The novel’s “Twins” motif was dropped in the film, but was prominent and even crucial to the book’s narrative. The novel presents a spiritual relationship between mass murderer James Vennamun and his beloved, but mentally-emotionally damaged, brother. The damaged brother dies, James becomes “the Gemini Killer,” then himself dies… then, through demonic intervention, he enters Karras’ resuscitated corpse. However, in an act of transcendent love, his dead brother searches for James and eventually finds him in Karras’ body. When contact is made, the “weaker” but saintly brother convinces James to end the killing spree, freeing him from the demon’s grip and from Karras’ body. Finally the “Twins” are once more restored to their prior unity in love – as they had been in their mortal lives.
The Twins theme is duplicated in Blatty’s cosmological myth of “the Angel.” We human beings turn out to be the Angel. Our origin was as two primoridal light-beings living with each other in loving unity. They are “One though Two”. They are both spirit-Twins, united in primal love. Then one of these radiant beings decides to live its own life, including pain and evil, as Creation. The Other tells its “Brother” about the burdens this will entail, yet we – the Divine Brother who desires Becoming – insist that we must seek our destiny in “Manifestation.” The Other agrees to this “Great Split,” saying that in the future both sphere and light-point will be once more united in love: “Hasten the day.” In becoming the manifest, created world, the primal divine light-point – we, human beings – have become the Angel seeking its divine origins who appears in Kinderman’s dreams.

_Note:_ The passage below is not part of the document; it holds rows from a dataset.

//! Block registry - movable entities and their positions
//!
//! Blocks are kept in a `BTreeMap` keyed by [`BlockId`], so iteration order
//! is stable (ascending id) for any given state. A flat occupancy table
//! (`y * N + x` -> id) gives O(1) position lookups and enforces that no two
//! blocks share a cell.

use std::collections::BTreeMap;

use serde::{Deserialize, Serialize};

use crate::error::PlacementError;
use crate::types::{BlockId, BlockKind, Position};

/// A movable entity on the board
#[derive(Debug, Clone, Copy, PartialEq, Eq, Hash, Serialize, Deserialize)]
pub struct Block {
    pub id: BlockId,
    pub kind: BlockKind,
    pub position: Position,
}

#[derive(Debug, Clone, PartialEq, Eq)]
pub struct BlockRegistry {
    size: u8,
    blocks: BTreeMap<BlockId, Block>,
    slots: Vec<Option<BlockId>>,
    next_id: u32,
}

impl BlockRegistry {
    pub fn new(size: u8) -> Self {
        let n = usize::from(size);
        Self {
            size,
            blocks: BTreeMap::new(),
            slots: vec![None; n * n],
            next_id: 0,
        }
    }

    pub fn size(&self) -> u8 {
        self.size
    }

    pub fn len(&self) -> usize {
        self.blocks.len()
    }

    pub fn is_empty(&self) -> bool {
        self.blocks.is_empty()
    }

    /// Block standing on `pos`, if any (`None` outside the board)
    #[inline]
    pub fn occupant_at(&self, pos: Position) -> Option<&Block> {
        let idx = pos.to_index(self.size)?;
        self.slots[idx].and_then(|id| self.blocks.get(&id))
    }

    #[inline]
    pub fn is_occupied(&self, pos: Position) -> bool {
        pos.to_index(self.size)
            .is_some_and(|idx| self.slots[idx].is_some())
    }

    pub fn get(&self, id: BlockId) -> Option<&Block> {
        self.blocks.get(&id)
    }

    /// Every block, in ascending id order
    pub fn blocks(&self) -> impl Iterator<Item = &Block> + '_ {
        self.blocks.values()
    }

    /// Place a new block; construction only
    pub fn place(&mut self, kind: BlockKind, pos: Position) -> Result<BlockId, PlacementError> {
        let idx = pos
            .to_index(self.size)
            .ok_or(PlacementError::OutOfBounds {
                position: pos,
                size: self.size,
            })?;

        if let Some(occupant) = self.slots[idx] {
            return Err(PlacementError::Occupied {
                position: pos,
                occupant,
            });
        }

        let id = BlockId(self.next_id);
        self.next_id += 1;
        self.slots[idx] = Some(id);
        self.blocks.insert(
            id,
            Block {
                id,
                kind,
                position: pos,
            },
        );
        Ok(id)
    }

    /// Remove a block (hazard destruction), returning it
    pub fn remove(&mut self, id: BlockId) -> Option<Block> {
        let block = self.blocks.remove(&id)?;
        if let Some(idx) = block.position.to_index(self.size) {
            self.slots[idx] = None;
        }
        Some(block)
    }

    /// New registry with the same blocks at the given positions.
    ///
    /// `targets` must name every block exactly once with pairwise distinct,
    /// in-bounds positions; the resolver guarantees both.
    pub(crate) fn relocated(&self, targets: &[(BlockId, Position)]) -> Self {
        let mut next = Self {
            size: self.size,
            blocks: BTreeMap::new(),
            slots: vec![None; self.slots.len()],
            next_id: self.next_id,
        };

        for &(id, position) in targets {
            let Some(block) = self.blocks.get(&id) else {
                continue;
            };
            debug_assert!(position.in_bounds(self.size), "block {:?} relocated off the board", id);
            let Some(idx) = position.to_index(self.size) else {
                continue;
            };
            debug_assert!(next.slots[idx].is_none(), "two blocks relocated onto {}", position);
            next.slots[idx] = Some(id);
            next.blocks.insert(id, Block { position, ..*block });
        }

        debug_assert_eq!(next.blocks.len(), self.blocks.len());
        next
    }
}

We also function as the Creation-Upward-Groping to its godly origins, an idea which forms the essence of Father Lankester Merrin’s mystical vision in the original novel. The parallels to the Gemini/Vennamun case are obvious. The earthly twins’ life story duplicates the cosmic story of Sphere and Light-Point – both begin in love. One (James Vennamun) seeks its destiny in the material world.And of course, the term, “the Gemini Killer,” as James Vennamun is known, itself connotes twins. The other finally makes its own journey in order that both can once again be bound together in the unity they had before their “Great Split.”
Another “Twins” parallel is between Dr. Amfortas and his Double. At first taken as a hallucination, it soon becomes evident to Amfortas that his Double is his spiritual Twin – in this case, his “good” Angel in opposition to his egoic personality which is deeply implicated in the Gemini’s crime spree. While there is no explicit reunion of Amfortas with his Double-Twin, Blatty does supply implicit hints that all is not lost. The reader is left with the impression that, with a certain amount of penitential cleansing (perhaps in a Purgatorial or “Bardo” state), Amfortas and his Good Twin may at last be reunited as some kind of “blessed spirit” in the next life.
Finally, there is the “Twins” configuration in the Kinderman/Father Dyer dyad. These two characters seem to be Blatty’s expression of an idealized “Twins” relationship, in contradistinction to the flawed dyads exemplified by the Gemini twins, and Amfortas and his Good Double. The Kinderman/Dyer “twinship” is is a shadowy, earthly example of the heavenly union-in-love brotherhood found in the “Pre-Great-Split” unity of Sphere and Light-Point prior to the world’s creation. There are probably several other “Twins” motifs present in Blatty’s novel. The examples in this articles are just the ones I’ve detected thus far – or, at least, imagined.